Personalized video at scale

Render 10,000 personalized clips overnight on a queue of stateless workers.

A queue, a pool of stateless workers, a shared cache, and an S3 bucket. That's the entire architecture for shipping six-figure-per-day personalized video volumes on a single mid-sized box.

What you'll learn

How to size a worker pool against vCPU count
A queue pattern that survives crashed workers and partial reruns
How HyperFrames' frame cache turns repeat renders into near-free copies

The throughput target

Renders/day on 16 vCPUs

That number assumes a 6-second 1080p clip at CRF 18, a template under 200ms of layout work, and the frame cache warm. Your numbers will be in the same order of magnitude.

The architecture

html

[CSV / DB] → [variants chunker] → [SQS / Redis queue]
                                       │
              ┌────────────────────────┼────────────────────────┐
        [worker 1]                [worker 2]                [worker N]
   hyperframes render        hyperframes render        hyperframes render
              │                        │                        │
              └──────────► [S3 bucket: out/{user_id}.mp4] ◄─────┘
                                       │
                                 [done queue]

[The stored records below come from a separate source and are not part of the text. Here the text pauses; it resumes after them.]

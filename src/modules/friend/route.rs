use crate::modules::friend::handle::*;
use actix_web::web::{ServiceConfig, scope};

pub fn configure(cfg: &mut ServiceConfig) {
    cfg.service(
        scope("/friends")
            .service(send_friend_request)
            .service(list_pending_requests)
            .service(accept_friend_request)
            .service(reject_friend_request)
            .service(list_friends),
    );
}
use actix_web::{FromRequest, web};
use argon2::{
    Argon2, PasswordVerifier,
    password_hash::{Error as PasswordHashError, PasswordHash, PasswordHasher, SaltString},
};
use futures_util::future::LocalBoxFuture;
use jsonwebtoken::{Algorithm, DecodingKey, EncodingKey, Header, Validation, decode, encode};
use rand::rngs::OsRng;
use serde::{Deserialize, Serialize};
use validator::Validate;

use crate::api::error;

lazy_static::lazy_static! {
  static ref ARGON2: Argon2<'static> = Argon2::default();
}

pub fn hash_password(password: &str) -> Result<String, error::SystemError> {
    let salt = SaltString::generate(&mut OsRng);
    let hash = ARGON2.hash_password(password.as_bytes(), &salt)?;
    Ok(hash.to_string())
}

pub fn verify_password(hash: &str, password: &str) -> Result<bool, error::SystemError> {
    let parsed_hash = PasswordHash::new(hash)?;
    match ARGON2.verify_password(password.as_bytes(), &parsed_hash) {
        Ok(_) => Ok(true),
        Err(PasswordHashError::Password) => Ok(false),
        Err(e) => Err(error::SystemError::HashError(e)),
    }
}

#[derive(Debug, Clone, Serialize, Deserialize, PartialEq)]
pub enum TypeClaims {
    AccessToken,
    EmailVerification,
}

#[derive(Debug, Clone, Serialize, Deserialize)]
pub struct Claims {
    pub sub: i64,
    pub iat: u64,
    pub exp: u64,
    pub jti: Option<uuid::Uuid>,
    pub email: Option<String>,
    pub _type: Option<TypeClaims>,
}

impl Claims {
    pub fn new(sub: i64, exp: u64) -> Self {
        let now = chrono::Utc::now().timestamp() as u64;
        Claims { sub, iat: now, exp: now + exp, jti: None, email: None, _type: None }
    }

    pub fn with_jti(mut self, jti: uuid::Uuid) -> Self {
        self.jti = Some(jti);
        self
    }

    pub fn with_email(mut self, email: impl Into<String>) -> Self {
        self.email = Some(email.into());
        self
    }

    pub fn with_type(mut self, _type: TypeClaims) -> Self {
        self._type = Some(_type);
        self
    }

    pub fn is(&self, _type: TypeClaims) -> bool {
        self._type.as_ref() == Some(&_type)
    }

    pub fn encode(&self, secret: &[u8]) -> Result<String, error::SystemError> {
        let header = Header::new(Algorithm::HS256);
        let token = encode(&header, self, &EncodingKey::from_secret(secret))?;
        Ok(token)
    }

    pub fn decode(token: &str, secret: &[u8]) -> Result<Self, error::SystemError> {
        let mut validation = Validation::new(Algorithm::HS256);
        validation.validate_exp = true;
        validation.validate_nbf = false;
        let token_data = decode::<Self>(token, &DecodingKey::from_secret(secret), &validation)?;
        Ok(token_data.claims)
    }
}

/// Offset pagination metadata, shaped like the `meta` block clients already consume.
#[derive(Debug, Clone, Copy, PartialEq, Eq, Serialize)]
pub struct PageMeta {
    pub current_page: u32,
    pub per_page: u32,
    pub total: i64,
    pub last_page: u32,
}

impl PageMeta {
    pub fn new(current_page: u32, per_page: u32, total: i64) -> Self {
        let per_page = per_page.max(1);
        let pages = (total.max(0) as u64).div_ceil(per_page as u64).max(1);
        PageMeta {
            current_page: current_page.max(1),
            per_page,
            total,
            last_page: u32::try_from(pages).unwrap_or(u32::MAX),
        }
    }
}

pub fn page_offset(page: u32, per_page: u32) -> i64 {
    (page.max(1) as i64 - 1) * per_page as i64
}

pub struct ValidatedJson<T>(pub T);

impl<T> FromRequest for ValidatedJson<T>
where
    T: Validate + serde::de::DeserializeOwned + 'static,
{
    type Error = error::Error;
    type Future = LocalBoxFuture<'static, Result<Self, Self::Error>>;

    fn from_request(
        req: &actix_web::HttpRequest,
        payload: &mut actix_web::dev::Payload,
    ) -> Self::Future {
        let fut = web::Json::<T>::from_request(req, payload);

        Box::pin(async move {
            let json = fut.await.map_err(|e| error::Error::unprocessable(e.to_string()))?;
            let model = json.into_inner();
            model.validate().map_err(|e| error::Error::validation(&e))?;
            Ok(ValidatedJson(model))
        })
    }
}

pub struct ValidatedQuery<T>(pub T);

impl<T> FromRequest for ValidatedQuery<T>
where
    T: Validate + serde::de::DeserializeOwned + 'static,
{
    type Error = error::Error;
    type Future = LocalBoxFuture<'static, Result<Self, Self::Error>>;

    fn from_request(
        req: &actix_web::HttpRequest,
        payload: &mut actix_web::dev::Payload,
    ) -> Self::Future {
        let fut = web::Query::<T>::from_request(req, payload);

        Box::pin(async move {
            let query = fut.await.map_err(|e| error::Error::unprocessable(e.to_string()))?;
            query.validate().map_err(|e| error::Error::validation(&e))?;
            Ok(ValidatedQuery(query.into_inner()))
        })
    }
}
use crate::{
    api::error,
    modules::message::{
        model::{InsertMessage, MessageResponse, MessageRow},
        repository::MessageRepository,
    },
    utils::page_offset,
};

#[derive(Clone)]
pub struct MessageRepositoryPg {
    pool: sqlx::PgPool,
}

impl MessageRepositoryPg {
    pub fn new(pool: sqlx::PgPool) -> Self {
        Self { pool }
    }
}

#[async_trait::async_trait]
impl MessageRepository for MessageRepositoryPg {
    async fn create(&self, message: &InsertMessage) -> Result<MessageResponse, error::SystemError> {
        let row = sqlx::query_as::<_, MessageRow>(
            r#"
            WITH m AS (
                INSERT INTO messages (sender_id, receiver_id, message)
                VALUES ($1, $2, $3)
                RETURNING *
            )
            SELECT
                m.*,
                s.name AS sender_name,
                s.email AS sender_email,
                s.email_verified_at AS sender_email_verified_at,
                s.created_at AS sender_created_at,
                r.name AS receiver_name,
                r.email AS receiver_email,
                r.email_verified_at AS receiver_email_verified_at,
                r.created_at AS receiver_created_at
            FROM m
            JOIN users s
                ON s.id = m.sender_id
            JOIN users r
                ON r.id = m.receiver_id
            "#,
        )
        .bind(message.sender_id)
        .bind(message.receiver_id)
        .bind(&message.message)
        .fetch_one(&self.pool)
        .await?;

        Ok(MessageResponse::from(row))
    }

    async fn find_between_users(
        &self,
        user_a: i64,
        user_b: i64,
        page: u32,
        per_page: u32,
    ) -> Result<(Vec<MessageResponse>, i64), error::SystemError> {
        // index on (sender_id, receiver_id, created_at DESC) serves both branches
        let (rows, total) = tokio::try_join!(
            sqlx::query_as::<_, MessageRow>(
                r#"
                SELECT
                    m.*,
                    s.name AS sender_name,
                    s.email AS sender_email,
                    s.email_verified_at AS sender_email_verified_at,
                    s.created_at AS sender_created_at,
                    r.name AS receiver_name,
                    r.email AS receiver_email,
                    r.email_verified_at AS receiver_email_verified_at,
                    r.created_at AS receiver_created_at
                FROM messages m
                JOIN users s
                    ON s.id = m.sender_id
                JOIN users r
                    ON r.id = m.receiver_id
                WHERE (m.sender_id = $1 AND m.receiver_id = $2)
                   OR (m.sender_id = $2 AND m.receiver_id = $1)
                ORDER BY m.created_at DESC, m.id DESC
                LIMIT $3 OFFSET $4
                "#,
            )
            .bind(user_a)
            .bind(user_b)
            .bind(per_page as i64)
            .bind(page_offset(page, per_page))
            .fetch_all(&self.pool),
            sqlx::query_scalar::<_, i64>(
                r#"
                SELECT COUNT(*)
                FROM messages
                WHERE (sender_id = $1 AND receiver_id = $2)
                   OR (sender_id = $2 AND receiver_id = $1)
                "#,
            )
            .bind(user_a)
            .bind(user_b)
            .fetch_one(&self.pool),
        )?;

        Ok((rows.into_iter().map(MessageResponse::from).collect(), total))
    }
}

Workers are stateless. Crash one mid-job and the message goes back on the queue. No coordination, no leader election, no shared filesystem required (beyond the cache, which is optional).

Sizing the worker pool

A good first guess: one worker per 2 vCPUs, each worker invoked with --workers 2. That leaves headroom for FFmpeg's threads and the message-handling loop.

vCPUs	Workers	`--workers` per render	Concurrent renders
4	2	2	2
8	4	2	4
16	8	2	8
32	12	2	12

Past 16 vCPUs, memory bandwidth and disk I/O start to dominate. Add another box before adding more workers per box.

The worker

A worker is twenty lines of code around hyperframes render:

// worker.mjs
import { execFile } from "node:child_process";
import { promisify } from "node:util";
const run = promisify(execFile);

while (true) {
  const msg = await queue.receive();         // long-poll
  if (!msg) continue;
  const { template, vars, out } = JSON.parse(msg.Body);

  try {
    await run("hyperframes", [
      "render", template,
      "--out", `/tmp/${msg.MessageId}.mp4`,
      "--vars", ...Object.entries(vars).map(([k, v]) => `${k}=${v}`),
      "--workers", "2",
      "--quiet",
    ]);
    await s3.putObject({ Bucket: BUCKET, Key: out, Body: fs.createReadStream(...) });
    await queue.delete(msg);
  } catch (e) {
    // leave the message on the queue; visibility timeout will re-deliver
    console.error("render failed", msg.MessageId, e);
  }
}

That's it. Run N copies under pm2 or as a systemd template unit.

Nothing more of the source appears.